La Coopérative manque de sensibilité, selon un élu
Le conseiller Joël Boucher reproche à la Coopérative funéraire responsable de la construction éventuelle du crématorium d’agir comme une multinationale qui « manque d’ouverture et d’écoute ».
« Ce n’est pas une entreprise multinationale avec son rouleau compresseur, qui fait fit des doléances des citoyens. Pourtant, j’ai le sentiment qu’elle agit de la même façon », a indiqué en entrevue aux Versants le conseiller responsable du district où serait construit le complexe funéraire.
« Je m’attends d’une coopérative à ce qu’elle ait cette sensibilité pour qu’ensemble on puisse trouver une solution, un plan B, une alternative, un compromis », a-t-il insisté, tout en reconnaissant que « sur le plan légal, la Coopérative [funéraire du Grand Montréal] a tous les droits ».

Il reproche notamment à la Coopérative de ne pas être ouverte à la possibilité de s’établir ailleurs sur le territoire de Saint-Bruno que sur la rue Parent.
La Coopérative étonnée
Contactée par les Versants, la Coopérative funéraire s’est dite étonnée par les propos de M. Boucher. Selon Mathieu Houle, directeur des opérations pour la Coopérative, « les faits traduisent plutôt de notre part une attitude de transparence, de respect et de flexibilité ».

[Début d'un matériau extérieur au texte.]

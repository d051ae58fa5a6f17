//! Feed View
//!
//! Paged post list with search box, sort selector and tag filter. Every
//! change of the query is a navigation, so this component only ever loads
//! the query it was created with.

use feed_core::feed::{fetch_page, FeedQuery};
use feed_core::{Outcome, Route};
use leptos::ev::SubmitEvent;
use leptos::prelude::*;
use leptos::task::spawn_local;

use crate::components::{Pagination, PostCard, PostCardSkeleton, PostFilter};
use crate::context::use_app_context;
use crate::models::{PaginationView, PostCardView};
use crate::store::{use_app_store, AppStateStoreFields};

#[component]
pub fn FeedView(query: FeedQuery) -> impl IntoView {
    let ctx = use_app_context();
    let store = use_app_store();

    let load_query = query.clone();
    Effect::new(move |_| {
        let services = ctx.services();
        let ticket = services.feed.begin(load_query.clone());
        *store.feed().write() = services.feed.state();

        spawn_local(async move {
            let result = fetch_page(services.feed.service(), ticket.query()).await;
            if services.feed.finish(ticket, result) == Outcome::Applied {
                *store.feed().write() = services.feed.state();
            }
        });
    });

    let (search_text, set_search_text) = signal(query.search().unwrap_or_default().to_string());
    let search_query = query.clone();
    let on_submit = move |ev: SubmitEvent| {
        ev.prevent_default();
        let text = search_text.get_untracked();
        web_sys::console::log_1(&format!("[FeedView] Searching for {:?}", text).into());
        ctx.navigate(Route::Feed(search_query.clone().submit_search(text)));
    };

    let page_query = query.clone();
    let on_page = Callback::new(move |page: u32| {
        ctx.navigate(Route::Feed(page_query.clone().with_page(page)));
    });

    let current_page = query.page();
    let posts = move || {
        let feed = store.feed().get();
        if feed.loading {
            return view! { <PostCardSkeleton count=5 /> }.into_any();
        }
        if feed.posts.is_empty() {
            return view! {
                <div class="empty-state">
                    <h3>"No posts found"</h3>
                    <p>"Try adjusting your search or filter criteria"</p>
                </div>
            }
            .into_any();
        }

        let pages = PaginationView::new(current_page, feed.page_count.unwrap_or(0));
        view! {
            <div class="post-list">
                {feed
                    .posts
                    .iter()
                    .map(|post| view! { <PostCard card=PostCardView::from_post(post) /> })
                    .collect_view()}
                <Pagination view_model=pages on_select=on_page />
            </div>
        }
        .into_any()
    };

    view! {
        <div class="feed-layout">
            <aside class="feed-sidebar">
                <section class="search-box">
                    <h2>"Search Posts"</h2>
                    <form on:submit=on_submit>
                        <input
                            type="search"
                            placeholder="Search posts..."
                            prop:value=search_text
                            on:input=move |ev| set_search_text.set(event_target_value(&ev))
                        />
                    </form>
                </section>
                <PostFilter query=query />
            </aside>
            <section class="feed-main">
                <h1>"Feed"</h1>
                {posts}
            </section>
        </div>
    }
}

« Nous avons bien du mal à comprendre les allégations de M. Boucher, alors que celui-ci est au courant de nos intentions depuis au moins un an, qu’il a voté en faveur de notre demande de dérogation pour le stationnement et que nous avons fait preuve d’ouverture et de flexibilité en apportant plusieurs changements à notre projet afin de mieux répondre aux attentes de la municipalité », a ajouté M. Houle.
Il allègue également que la Ville « n’a jamais offert de terrains alternatifs » pour accueillir le projet.
Vers un refus
Au moment de mettre sous presse, les élus devaient décider le lundi 27 janvier, dans le cadre d’une séance extraordinaire du conseil, s’ils donnaient leur aval au projet hautement controversé. Selon nos informations, une majorité d’élus, sinon tous, s’apprêtaient à s’opposer formellement à la construction du crématorium.
« Comme conseil, sur le plan moral, parce qu’on représente nos citoyens et qu’ils nous disent ‘’non, en n’en veut pas’’, notre rôle, c’est de les représenter. Ce n’est pas de leur rentrer dans la gorge un projet dont ils ne veulent pas », a dit le conseiller Joël Boucher, sans pour autant vouloir s’avancer sur l’issue du vote.
Il a d’ailleurs salué la mobilisation citoyenne dans le dossier, qu’il a qualifiée de « tour de force remarquable », même si, lors de la séance d’information du 20 janvier, les réactions « n’ont pas toutes été très habiles ». Il considère que les citoyens ont raison d’être déçus par ce qui a été proposé lors de la séance d’information.
Experts pas convaincants
« [Les présentations des experts] n’étaient pas convaincantes, loin de là. Les mandats n’étaient pas assez étendus », a-t-il reconnu.
Des mandats qui avaient été pourtant imaginés par les élus eux-mêmes. Comment donc expliquer qu’ils n’aient pas été à la hauteur des attentes des citoyens?
« Nous, on a fait de notre mieux en donnant des mandats qui, pensait-on, étaient pour éclairer les citoyens. […] On pensait qu’avec les mandats donnés en circulation, sur le plan environnemental et sur l’évaluation [de la valeur des propriétés], nous aurions suffisamment de réponses pour être éclairées », a donné comme explication l’échevin.